課程標準に則った試験を行うことは、学校教育で教えるべきことを教える

 
出題に関わった専門家によれば、出題内容、範囲、難易度を厳格に課程標準に則って設定することは、学校側に対し、厳格に課程標準に則って教育を行う、教えるべきことを教える、勝手に基準を引き上げたり逆に引き下げたりしない、教える内容を勝手に増やしたり減らしたりしないといったことを指導する役割を果たす。

 
出題の内容および範囲はさまざまなバージョンの課程標準を十分考慮して決定している。
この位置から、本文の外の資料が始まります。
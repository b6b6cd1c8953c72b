use criterion::{black_box, criterion_group, criterion_main, BenchmarkId, Criterion};
use gprops::builder::GraphBuilder;
use gprops::{DataType, GraphProperties, Item, Shape};

// Latency scenarios for static inference.
// Every generated item is valid with the standard rule registry.

/// Straight chain of `n` elementwise nodes over one placeholder.
fn generate_chain(n: usize) -> Item {
    let mut b = GraphBuilder::new("chain");
    b.placeholder("x", DataType::FLOAT, Shape::known(&[32, 64]));
    let mut prev = "x".to_string();
    for i in 0..n {
        let name = format!("n{}", i);
        let op = if i % 3 == 0 { "AddN" } else { "Relu" };
        b.node(&name, op, &[prev.as_str()]);
        prev = name;
    }
    b.fetch(&prev);
    b.finish()
}

/// `depth` nested while loops, each concatenating its value along a
/// different axis, so every level needs a widening pass.
fn generate_nested_loops(depth: usize) -> Item {
    fn level(b: &mut GraphBuilder, frame: String, value: String, axis: i64, remaining: usize) {
        let counter = format!("{}/init", frame);
        b.int_scalar(&counter, 0).control(&value);
        let limit = format!("{}/limit", frame);
        let less = format!("{}/Less", frame);
        let axis_node = format!("{}/axis", frame);
        let concat = format!("{}/concat", frame);
        let add = format!("{}/add", frame);
        let one = format!("{}/one", frame);
        let inner = format!("{}/while", frame);
        b.while_loop(
            &frame,
            &[counter.as_str(), value.as_str()],
            |b, merges| {
                b.int_scalar(&limit, 4).control(&merges[0]);
                b.node(&less, "Less", &[merges[0].as_str(), limit.as_str()]);
                less.clone()
            },
            |b, ids| {
                if remaining > 0 {
                    level(b, inner, ids[1].clone(), (axis + 1) % 3, remaining - 1);
                }
                b.int_scalar(&one, 1).control(&ids[0]);
                b.node(&add, "Add", &[ids[0].as_str(), one.as_str()]);
                b.int_scalar(&axis_node, axis).control(&ids[0]);
                b.node(
                    &concat,
                    "ConcatV2",
                    &[ids[1].as_str(), ids[1].as_str(), axis_node.as_str()],
                );
                vec![add.clone(), concat.clone()]
            },
        );
    }

    let mut b = GraphBuilder::new("nested");
    b.filled("ones", &[1, 1, 1], 1.0);
    level(&mut b, "while".to_string(), "ones".to_string(), 0, depth.saturating_sub(1));
    b.finish()
}

/// `n` queues in sequence, each fed by the previous dequeue.
fn generate_queue_chain(n: usize) -> Item {
    let mut b = GraphBuilder::new("queues");
    b.random_normal("rnd", &[8, 16]);
    let mut prev = "rnd".to_string();
    for i in 0..n {
        let queue = format!("q{}", i);
        let enqueue = format!("q{}/enqueue", i);
        let dequeue = format!("q{}/dequeue", i);
        b.queue(&queue, &[DataType::FLOAT], &[]);
        b.enqueue(&enqueue, &queue, &[prev.as_str()]);
        b.dequeue(&dequeue, &queue, &[DataType::FLOAT]);
        prev = dequeue;
    }
    b.finish()
}

fn infer(item: &Item) {
    let mut props = GraphProperties::new(item);
    props
        .infer_statically()
        .expect("benchmark item must infer");
    black_box(props.passes());
}

// Latency vs chain length.
fn bench_chain_scaling(c: &mut Criterion) {
    let mut group = c.benchmark_group("static/chain_scaling");

    for n in [10_usize, 100, 1_000, 5_000] {
        let item = generate_chain(n);
        group.bench_with_input(
            BenchmarkId::from_parameter(format!("{}nodes", n)),
            &item,
            |b, item| b.iter(|| infer(black_box(item))),
        );
    }

    group.finish();
}

// Latency vs loop nesting depth.
fn bench_loop_nesting(c: &mut Criterion) {
    let mut group = c.benchmark_group("static/loop_nesting");

    for depth in [1_usize, 2, 4, 8] {
        let item = generate_nested_loops(depth);
        group.bench_with_input(
            BenchmarkId::from_parameter(format!("depth{}", depth)),
            &item,
            |b, item| b.iter(|| infer(black_box(item))),
        );
    }

    group.finish();
}

// Latency vs number of chained queues.
fn bench_queue_chain(c: &mut Criterion) {
    let mut group = c.benchmark_group("static/queue_chain");

    for n in [1_usize, 10, 100] {
        let item = generate_queue_chain(n);
        group.bench_with_input(
            BenchmarkId::from_parameter(format!("{}queues", n)),
            &item,
            |b, item| b.iter(|| infer(black_box(item))),
        );
    }

    group.finish();
}

criterion_group!(
    benches,
    bench_chain_scaling,
    bench_loop_nesting,
    bench_queue_chain,
);
criterion_main!(benches);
各省が用いる課程標準の各種バージョンおよび実際の学校教育の違いに基づき、新「高考」I巻、II巻では、バージョンの異なる課程標準を使用する省を考慮した名文・名句の暗記問題を出題し、試験問題を4種類作成した。新「高考」I巻を例に挙げると、旧版課程標準向けの暗記問題3問は、『荀子・勧学』『詩経・周南・関雎』、そして李白の『蜀道難』を出題した。新版課程標準向けの暗記問題3問は、鮑照の『擬行路難』(その四)、曹操の『短歌行』、李白の『夢遊天姥吟留別』を出題した。

 
難易度は課程標準が要求する学業の質のレベルに適合するよう設定された。題材の選択に際して、現代文では、題材が学生の勉強や生活に馴染みがあるか、古代漢詩文では、平易さの基準と学生の知的レベルに適合しているかを重視した。また、全国版甲巻、乙巻の実用文の読解および新高考I、II巻の情報系の文章読解では、いずれもいくつかの文章を組み合わせた問題が出題されており、「いくつかの文章の情報を比較・総括し、その内容、観点、感情、素材の組合せと使用における違いを発見することができる」という要求に適合している。